Called once when the module is activated.
  • config: The module’s resolved configuration (defaults applied).
  • secrets The module’s decrypted secrets (defaults applied).
For adapter modules, context carries the module-level config and secrets from the modules database row. Service-level config and secrets are delivered separately through hydrateService. For environment modules, context is an EnvironmentSetupContext that adds bindings, the host’s callback surface. The host awaits setup before declaring the module ready. Throw to abort activation, the corresponding modules row keeps its enabled flag, but the module is not registered as active until the next attempt succeeds. setup may be called more than once over the life of a process if the module is disabled and re-enabled.
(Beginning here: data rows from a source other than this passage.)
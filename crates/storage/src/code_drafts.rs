use std::sync::Arc;

use lesson_core::model::LessonId;

use crate::repository::{LocalStore, StorageError};

/// Last-saved editor contents per lesson, stored under `lesson_<id>_code`.
#[derive(Clone)]
pub struct CodeDrafts {
    store: Arc<dyn LocalStore>,
}

impl CodeDrafts {
    #[must_use]
    pub fn new(store: Arc<dyn LocalStore>) -> Self {
        Self { store }
    }

    #[must_use]
    pub fn key(lesson: &LessonId) -> String {
        format!("lesson_{lesson}_code")
    }

    /// # Errors
    ///
    /// Returns `StorageError` if the write fails.
    pub async fn save(&self, lesson: &LessonId, code: &str) -> Result<(), StorageError> {
        self.store.set_item(&Self::key(lesson), code).await
    }

    /// # Errors
    ///
    /// Returns `StorageError` if the read fails.
    pub async fn load(&self, lesson: &LessonId) -> Result<Option<String>, StorageError> {
        self.store.get_item(&Self::key(lesson)).await
    }

    /// # Errors
    ///
    /// Returns `StorageError` if the delete fails.
    pub async fn clear(&self, lesson: &LessonId) -> Result<(), StorageError> {
        self.store.remove_item(&Self::key(lesson)).await
    }
}

#[cfg(test)]
mod tests {
    use super::*;
    use crate::repository::InMemoryLocalStore;

    #[tokio::test]
    async fn drafts_are_keyed_per_lesson() {
        let local = Arc::new(InMemoryLocalStore::new());
        let drafts = CodeDrafts::new(local.clone());
        let l7 = LessonId::new("7").unwrap();

        drafts.save(&l7, "void main() {}").await.unwrap();
        assert_eq!(
            local.get_item("lesson_7_code").await.unwrap().as_deref(),
            Some("void main() {}")
        );
        assert_eq!(
            drafts.load(&LessonId::new("8").unwrap()).await.unwrap(),
            None
        );

        drafts.clear(&l7).await.unwrap();
        assert_eq!(drafts.load(&l7).await.unwrap(), None);
    }
}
Implementations should be idempotent on internal state.

teardown()

Called when the module is deactivated or the host is shutting down. Adapters: release pooled resources, flush any in-flight outbound calls, forget secrets. Environments: terminate isolates / workers / sub-processes. The host considers the environment retired once teardown resolves; if teardown hangs, the host’s shutdown timeout (SHUTDOWN_TIMEOUT_MS) will eventually force-exit. Errors thrown from teardown are caught and logged at warn level. They do not propagate to the caller.

Lifecycle Notes

  • The host never calls setup twice in a row without an intervening teardown for the same module instance. Module instances are not reused after teardown, the host calls instantiate() again if it needs the module back.
  • For environment modules, teardown may be deferred while the module drains in-flight executions. See EnvironmentModule.